2. どさっ。清潔なリネンの香りが漂うベッドに、疲れ切った子供たちが同時に飛び込んだ音。広いはずのベッドも、彼らの奔放なエネルギーには狭すぎるのかもしれない。けれど、その心地よい沈み込みが、親である私の疲労感さえも静かに吸収してくれる。ここは、家族全員が等しく「脱力」することを許される場所だ。

3. しゅーっ。全館浄水システムによる、絹のように滑らかな水の音。大人が喜ぶ機能だと思っていたが、実際に肌に触れると、その質感は明らかに違っていた。冷え切った指先が、諦めたようにゆっくりとほどけていく。水という物質が、これほどまでに柔らかい抱擁を持ち得ることが、不思議でならなかった。

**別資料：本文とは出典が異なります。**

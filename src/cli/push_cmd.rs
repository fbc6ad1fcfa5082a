//! Push command

use anyhow::{Context, Result};

use super::app::RunOptions;
use super::output::Output;
use crate::backend::PreferenceBackend;
use crate::sync;

pub fn run(options: &RunOptions, output: &Output, backend: &dyn PreferenceBackend) -> Result<()> {
    let file = options.entry_file();
    file.ensure_exists()
        .context("Failed to create entry file")?;

    let entries = file.read_all().context("Failed to read entry file")?;
    output.entries("Configuration to push", &entries);

    let report = sync::push(&entries, backend);

    if output.is_json() {
        output.data(&report);
        return Ok(());
    }

    if report.is_success() {
        output.success(&format!(
            "Pushed {} entries ({} without a value skipped)",
            report.written, report.skipped
        ));
    } else {
        output.warning(&format!(
            "Failed to write {} of {} entries (run with --verbose for details)",
            report.failures.len(),
            report.written + report.failures.len()
        ));
        output.success(&format!("Pushed {} entries", report.written));
    }

    Ok(())
}
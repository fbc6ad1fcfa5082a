//! End-to-end sync scenarios against the in-memory store

use mdefaults::backend::{write_args, MemoryBackend};
use mdefaults::storage::{parse, render, EntryFile};
use mdefaults::sync::{pull, push, SyncError};
use mdefaults::{ConfigEntry, ValueType};
use tempfile::TempDir;

#[test]
fn push_then_pull_yields_canonical_booleans() {
    let backend = MemoryBackend::new();

    push(&parse("com.apple.dock autohide true\n"), &backend);
    // The store keeps booleans as digits
    assert_eq!(
        backend.get("com.apple.dock", "autohide"),
        Some(("1".to_string(), ValueType::Boolean))
    );

    let report = pull(&parse("com.apple.dock autohide\n"), &backend);
    assert_eq!(
        render(&report.entries),
        "com.apple.dock autohide -boolean true\n"
    );
}

#[test]
fn typed_file_survives_push_and_pull() {
    let backend = MemoryBackend::new();
    let text = "\
com.apple.dock autohide -boolean false
com.apple.dock tilesize -integer 48
com.apple.dock magnification-scale -float 1.5
com.apple.finder FXPreferredViewStyle Nlsv
com.example.app Greeting hello big world
";

    let entries = parse(text);
    let push_report = push(&entries, &backend);
    assert_eq!(push_report.written, 5);

    let pulled = pull(&entries, &backend);
    assert!(pulled.aggregate_error().is_none());
    assert_eq!(render(&pulled.entries), text);
}

#[test]
fn pull_isolates_failing_entry() {
    let backend = MemoryBackend::new();
    for (i, key) in ["a", "b", "c", "d", "e"].iter().enumerate() {
        backend.set("com.example.app", key, &i.to_string(), ValueType::Integer);
    }
    backend.fail_reads("com.example.app", "c");

    let entries: Vec<_> = ["a", "b", "c", "d", "e"]
        .iter()
        .map(|key| ConfigEntry::new("com.example.app", *key).with_type(ValueType::Integer))
        .collect();

    let report = pull(&entries, &backend);

    assert_eq!(report.entries.len(), 5);
    for (i, entry) in report.entries.iter().enumerate() {
        if entry.key == "c" {
            assert_eq!(entry.value, None);
        } else {
            assert_eq!(entry.value, Some(i.to_string()));
        }
    }
    assert_eq!(
        report.aggregate_error(),
        Some(SyncError::PartialPull { failed: 1, total: 5 })
    );

    // The tracked key stays in the file, typed and without a value
    assert!(render(&report.entries).contains("com.example.app c -integer\n"));
}

#[test]
fn pull_picks_up_new_values_for_tracked_keys() {
    let dir = TempDir::new().unwrap();
    let file = EntryFile::new(dir.path().join(".mdefaults"));
    std::fs::write(
        file.path(),
        "com.apple.dock tilesize\ncom.apple.screencapture location ~/Desktop\n",
    )
    .unwrap();

    let backend = MemoryBackend::new();
    backend.set("com.apple.dock", "tilesize", "64", ValueType::Integer);
    backend.set(
        "com.apple.screencapture",
        "location",
        "~/Pictures/Screenshots",
        ValueType::String,
    );

    let report = pull(&file.read_all().unwrap(), &backend);
    file.write_all(&report.entries).unwrap();

    assert_eq!(
        std::fs::read_to_string(file.path()).unwrap(),
        "com.apple.dock tilesize -integer 64\n\
         com.apple.screencapture location ~/Pictures/Screenshots\n"
    );
}

#[test]
fn push_reports_failures_without_stopping() {
    let backend = MemoryBackend::new();
    backend.fail_writes("com.example.app", "Broken");

    let entries = parse(
        "com.example.app Broken 1\ncom.example.app Working 2\ncom.example.app Pending\n",
    );
    let report = push(&entries, &backend);

    assert_eq!(report.written, 1);
    assert_eq!(report.skipped, 1);
    assert_eq!(report.failures.len(), 1);
    assert_eq!(
        backend.get("com.example.app", "Working"),
        Some(("2".to_string(), ValueType::Integer))
    );
}

#[test]
fn pulled_collections_push_back_as_plist_text() {
    let backend = MemoryBackend::new();
    backend.set("com.example.app", "Tags", "(\n    a,\n    b\n)", ValueType::Array);
    backend.set(
        "com.example.app",
        "Window",
        "{\n    height = 600;\n    width = 800;\n}",
        ValueType::Dict,
    );

    let tracked = parse("com.example.app Tags\ncom.example.app Window\n");
    let text = render(&pull(&tracked, &backend).entries);
    assert_eq!(
        text,
        "com.example.app Tags -array ( a, b)\n\
         com.example.app Window -dict { height = 600; width = 800;}\n"
    );

    let target = MemoryBackend::new();
    let report = push(&parse(&text), &target);
    assert!(report.is_success());

    let args: Vec<_> = target
        .writes()
        .iter()
        .map(|(domain, key, value, value_type)| write_args(domain, key, value, *value_type))
        .collect();
    assert_eq!(
        args,
        vec![
            vec!["write", "com.example.app", "Tags", "( a, b)"],
            vec!["write", "com.example.app", "Window", "{ height = 600; width = 800;}"],
        ]
    );
}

4. 「ねえ、このお水、なんでふわふわなの?」という末っ子の無垢な問いかけ。浄水システムの仕組みを説明しても理解できないだろうし、そもそも説明する必要もない。ただ、彼が感じた「ふわふわ」という直感的な正解に、私は静かに微笑んで同意した。大人が見落とす繊細な質感に、子供はいつも鋭い。

5. カチャカチャ。二階のラウンジで、まだ半分眠っている長男が皿を鳴らす音。優雅な朝食などという幻想は、とうに消え去っていた。実際は、こぼれたパン屑を拾いながら「早く行こう」と急かす時間。けれど、コーヒーの深い苦味と子供たちの話し声が混ざり合うその不協和音が、旅の記憶を何よりも鮮やかに塗り替えていく。

濡れたタオルの重みと、子供の規則正しい寝息だけが部屋に満ちていた。

  • 冬の横浜は想像以上に冷えるため、お子様用の厚手の靴下を多めに持参することをおすすめします。
  • 馬車道駅からのアクセスが抜群に良いため、早めにチェックインしてベッドで転がる時間を確保して。